And so without getting into too much detail on it to really make your head spin, basically, it’s based on your income and what you do is you call them up and you say, “Here’s what I’m making,” or, “I’m not earning any money, and here, what can I pay?” And they’ll tell you what you will qualify to pay based on your income. And so it’s, that’s it in its form. You need to call them to get that number. It doesn’t just automatically happen. So you have to call them up and have a conversation. And again, knowing what kind of loans that you have. And what ends up happening is that because there’s multiple semesters and federal student loans only cover a portion of your student loans. They will not cover, just so you know if you’re going into college, you have kids going into college, federal student loans do not cover all of the expenses related to college. So, especially if you go to an expensive school that exceeds what the federal either grant is or what you qualify for in year one, two, three, and four, you would have to take private student loans on top of the federal student loans. So be aware that the federal student loans aren’t going to cover everything.

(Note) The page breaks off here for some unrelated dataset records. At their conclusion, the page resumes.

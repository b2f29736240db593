//! Entity schema derivation
//!
//! Turns an ordered list of field declarations into an immutable schema:
//! table name, primary key, non-key fields, and the four SQL templates that
//! every instance of the entity reuses.

use std::collections::HashMap;
use std::fmt;
use std::sync::Arc;

use serde_json::{Map, Value};

use crate::error::{OrmError, Result};

/// Lazily produced default value
pub type DefaultProducer = Arc<dyn Fn() -> Value + Send + Sync>;

/// Default for a column whose value is absent
#[derive(Clone)]
pub enum FieldDefault {
    /// Literal, cloned on use
    Value(Value),
    /// Invoked each time a default is needed
    Producer(DefaultProducer),
}

impl FieldDefault {
    pub fn produce(&self) -> Value {
        match self {
            Self::Value(v) => v.clone(),
            Self::Producer(f) => f(),
        }
    }
}

impl fmt::Debug for FieldDefault {
    fn fmt(&self, f: &mut fmt::Formatter<'_>) -> fmt::Result {
        match self {
            Self::Value(v) => write!(f, "Value({})", v),
            Self::Producer(_) => f.write_str("Producer(..)"),
        }
    }
}

/// One column of an entity
#[derive(Debug, Clone)]
pub struct FieldDecl {
    attribute: String,
    column: Option<String>,
    sql_type: String,
    primary_key: bool,
    default: Option<FieldDefault>,
}

impl FieldDecl {
    fn new(attribute: &str, sql_type: &str, default: Option<Value>) -> Self {
        Self {
            attribute: attribute.to_owned(),
            column: None,
            sql_type: sql_type.to_owned(),
            primary_key: false,
            default: default.map(FieldDefault::Value),
        }
    }

    /// `varchar(100)`, no default
    pub fn string(attribute: &str) -> Self {
        Self::new(attribute, "varchar(100)", None)
    }

    /// `tinyint(1)`, defaults to `false`; decoded back to a JSON bool
    pub fn boolean(attribute: &str) -> Self {
        Self::new(attribute, "tinyint(1)", Some(Value::Bool(false)))
    }

    /// `bigint`, defaults to `0`
    pub fn integer(attribute: &str) -> Self {
        Self::new(attribute, "bigint", Some(Value::from(0)))
    }

    /// `real`, defaults to `0.0`
    pub fn float(attribute: &str) -> Self {
        Self::new(attribute, "real", Some(Value::from(0.0)))
    }

    /// `text`, no default
    pub fn text(attribute: &str) -> Self {
        Self::new(attribute, "text", None)
    }

    pub fn primary_key(mut self) -> Self {
        self.primary_key = true;
        self
    }

    /// Override the column type
    pub fn ddl(mut self, sql_type: &str) -> Self {
        self.sql_type = sql_type.to_owned();
        self
    }

    /// Store under a column name different from the attribute
    pub fn column(mut self, name: &str) -> Self {
        self.column = Some(name.to_owned());
        self
    }

    pub fn default_value(mut self, value: impl Into<Value>) -> Self {
        self.default = Some(FieldDefault::Value(value.into()));
        self
    }

    pub fn default_with<F>(mut self, producer: F) -> Self
    where
        F: Fn() -> Value + Send + Sync + 'static,
    {
        self.default = Some(FieldDefault::Producer(Arc::new(producer)));
        self
    }

    pub fn attribute(&self) -> &str {
        &self.attribute
    }

    pub fn column_name(&self) -> &str {
        self.column.as_deref().unwrap_or(&self.attribute)
    }

    pub fn sql_type(&self) -> &str {
        &self.sql_type
    }

    pub fn is_primary_key(&self) -> bool {
        self.primary_key
    }

    pub fn default(&self) -> Option<&FieldDefault> {
        self.default.as_ref()
    }

    /// Normalize a stored value to the JSON shape the declared type implies.
    fn coerce(&self, value: Value) -> Value {
        let ty = self.sql_type.to_ascii_lowercase();
        match value {
            Value::Number(n) if ty.starts_with("bool") || ty == "tinyint(1)" => {
                Value::Bool(n.as_f64().is_some_and(|v| v != 0.0))
            }
            Value::Number(n)
                if ty.starts_with("real") || ty.starts_with("float") || ty.starts_with("double") =>
            {
                n.as_f64().map(Value::from).unwrap_or(Value::Number(n))
            }
            other => other,
        }
    }
}

impl fmt::Display for FieldDecl {
    fn fmt(&self, f: &mut fmt::Formatter<'_>) -> fmt::Result {
        write!(f, "<{}:{}>", self.sql_type, self.column_name())
    }
}

/// Derived, immutable description of an entity's table
#[derive(Debug)]
pub struct EntitySchema {
    entity: String,
    table: String,
    primary_key: String,
    fields: Vec<String>,
    mappings: HashMap<String, FieldDecl>,
    by_column: HashMap<String, String>,
    select: String,
    insert: String,
    update: Option<String>,
    delete: String,
}

impl EntitySchema {
    /// Derive the schema for `entity` from its declarations.
    ///
    /// # Errors
    ///
    /// `OrmError::Schema` when there is no primary key, more than one, or
    /// two declarations share an attribute or column name.
    pub fn build(entity: &str, table: Option<&str>, decls: Vec<FieldDecl>) -> Result<Self> {
        let table = table.unwrap_or(entity).to_owned();
        tracing::info!("found model: {} (table: {})", entity, table);

        let mut primary_key: Option<String> = None;
        let mut fields = Vec::new();
        let mut mappings = HashMap::with_capacity(decls.len());
        let mut by_column = HashMap::with_capacity(decls.len());

        for decl in decls {
            tracing::debug!("found mapping: {} ==> {}", decl.attribute, decl);

            if decl.primary_key {
                if let Some(existing) = &primary_key {
                    return Err(OrmError::schema(
                        entity,
                        format!(
                            "duplicate primary key for field: {} (already {})",
                            decl.attribute, existing
                        ),
                    ));
                }
                primary_key = Some(decl.attribute.clone());
            } else {
                fields.push(decl.attribute.clone());
            }

            if by_column
                .insert(decl.column_name().to_owned(), decl.attribute.clone())
                .is_some()
            {
                return Err(OrmError::schema(
                    entity,
                    format!("duplicate column: {}", decl.column_name()),
                ));
            }
            let attribute = decl.attribute.clone();
            if mappings.insert(attribute.clone(), decl).is_some() {
                return Err(OrmError::schema(
                    entity,
                    format!("duplicate attribute: {}", attribute),
                ));
            }
        }

        let primary_key =
            primary_key.ok_or_else(|| OrmError::schema(entity, "primary key not found"))?;

        let column = |attr: &str| format!("`{}`", mappings[attr].column_name());
        let pk_column = column(&primary_key);
        let escaped: Vec<String> = fields.iter().map(|f| column(f)).collect();

        let select = if escaped.is_empty() {
            format!("select {} from `{}`", pk_column, table)
        } else {
            format!("select {}, {} from `{}`", pk_column, escaped.join(", "), table)
        };

        let insert_columns: Vec<&str> = escaped
            .iter()
            .map(String::as_str)
            .chain(std::iter::once(pk_column.as_str()))
            .collect();
        let insert = format!(
            "insert into `{}` ({}) values ({})",
            table,
            insert_columns.join(", "),
            placeholders(insert_columns.len())
        );

        // A key-only entity has no column to assign
        let update = (!escaped.is_empty()).then(|| {
            let assignments: Vec<String> = escaped.iter().map(|c| format!("{}=?", c)).collect();
            format!(
                "update `{}` set {} where {}=?",
                table,
                assignments.join(", "),
                pk_column
            )
        });

        let delete = format!("delete from `{}` where {}=?", table, pk_column);

        Ok(Self {
            entity: entity.to_owned(),
            table,
            primary_key,
            fields,
            mappings,
            by_column,
            select,
            insert,
            update,
            delete,
        })
    }

    pub fn entity(&self) -> &str {
        &self.entity
    }

    pub fn table(&self) -> &str {
        &self.table
    }

    /// Primary key attribute name
    pub fn primary_key(&self) -> &str {
        &self.primary_key
    }

    /// Non-key attribute names in declaration order
    pub fn fields(&self) -> &[String] {
        &self.fields
    }

    pub fn field(&self, attribute: &str) -> Result<&FieldDecl> {
        self.mappings
            .get(attribute)
            .ok_or_else(|| OrmError::unknown_attribute(&self.entity, attribute))
    }

    pub fn primary_key_column(&self) -> &str {
        self.mappings[&self.primary_key].column_name()
    }

    pub fn select_sql(&self) -> &str {
        &self.select
    }

    pub fn insert_sql(&self) -> &str {
        &self.insert
    }

    /// `None` when the entity declares only a primary key.
    pub fn update_sql(&self) -> Option<&str> {
        self.update.as_deref()
    }

    pub fn delete_sql(&self) -> &str {
        &self.delete
    }

    /// Current value of `attribute`, `Null` when absent.
    pub fn value(&self, attribute: &str, values: &Map<String, Value>) -> Result<Value> {
        self.field(attribute)?;
        Ok(values.get(attribute).cloned().unwrap_or(Value::Null))
    }

    /// Current value of `attribute`, materializing and storing its default
    /// when the value is absent or null.
    pub fn value_or_default(&self, attribute: &str, values: &mut Map<String, Value>) -> Result<Value> {
        let field = self.field(attribute)?;
        let current = values.get(attribute).cloned().unwrap_or(Value::Null);
        if !current.is_null() {
            return Ok(current);
        }

        match field.default() {
            Some(default) => {
                let value = default.produce();
                tracing::debug!("using default value for {}: {}", attribute, value);
                values.insert(attribute.to_owned(), value.clone());
                Ok(value)
            }
            None => Ok(Value::Null),
        }
    }

    /// Reject keys the schema does not declare.
    pub fn check_attributes(&self, values: &Map<String, Value>) -> Result<()> {
        match values.keys().find(|k| !self.mappings.contains_key(k.as_str())) {
            Some(unknown) => Err(OrmError::unknown_attribute(&self.entity, unknown)),
            None => Ok(()),
        }
    }

    /// Map a flat column-name row onto attribute names, coercing each value
    /// by its declared SQL type.
    pub fn decode_row(&self, row: Map<String, Value>) -> Result<Map<String, Value>> {
        let mut values = Map::with_capacity(row.len());
        for (column, value) in row {
            let attribute = self
                .by_column
                .get(&column)
                .ok_or_else(|| OrmError::unknown_attribute(&self.entity, &column))?;
            let field = &self.mappings[attribute];
            values.insert(attribute.clone(), field.coerce(value));
        }
        Ok(values)
    }
}

/// Shared handle to a registered schema
pub type SchemaRef = Arc<EntitySchema>;

fn placeholders(n: usize) -> String {
    vec!["?"; n].join(", ")
}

So when you’re looking to repay federal student loans, they’ll give you a certain amount of time post graduation to pay. Your servicer will reach out to you. It’s important to give them all of the information. It is the federal government, they know where you are. You can try to run, but you can’t hide, and they know where you are. So it’s not something you could say, “Oh, well, if I don’t tell them, they’ll never find me.” It doesn’t really work like that. So you should tell them, you should be proactive. Make sure you’re getting the notices, and if you’re going to school or graduate school, you can continue to what’s called defer them or push them off. But remember, when you defer loans like these that the interest is still accumulating.
So I always recommend that you try to pay something while in college, and I encourage my own children to do that, who did do that? That they were paying some money towards the federal student loans while in school, whether it was 100 bucks a month, which comes out to $25 a week, and just to pay something so the interest doesn’t compound again. And you don’t end up with huge amounts of debt and that you can, when you come out of school, you can come out with basically what you borrowed. So you’re contributing to your education while you’re in school. It’s the same thing that when there’s a pause on payments and there’s deferment periods, you can make voluntary payments, you just have to go in and manually do them. So even if you qualify on an income base for zero, you could make some payments, but remember, every time you defer them or you qualify for zero repayment, the interest is still accumulating on those loans. And that’s why when you get done with the deferment period or timeframe where your income base then starts to go up, that the balances go up. So if you borrowed 25,000, when you’re done deferring, you might be at 35,000. And so that’s where the challenges come in.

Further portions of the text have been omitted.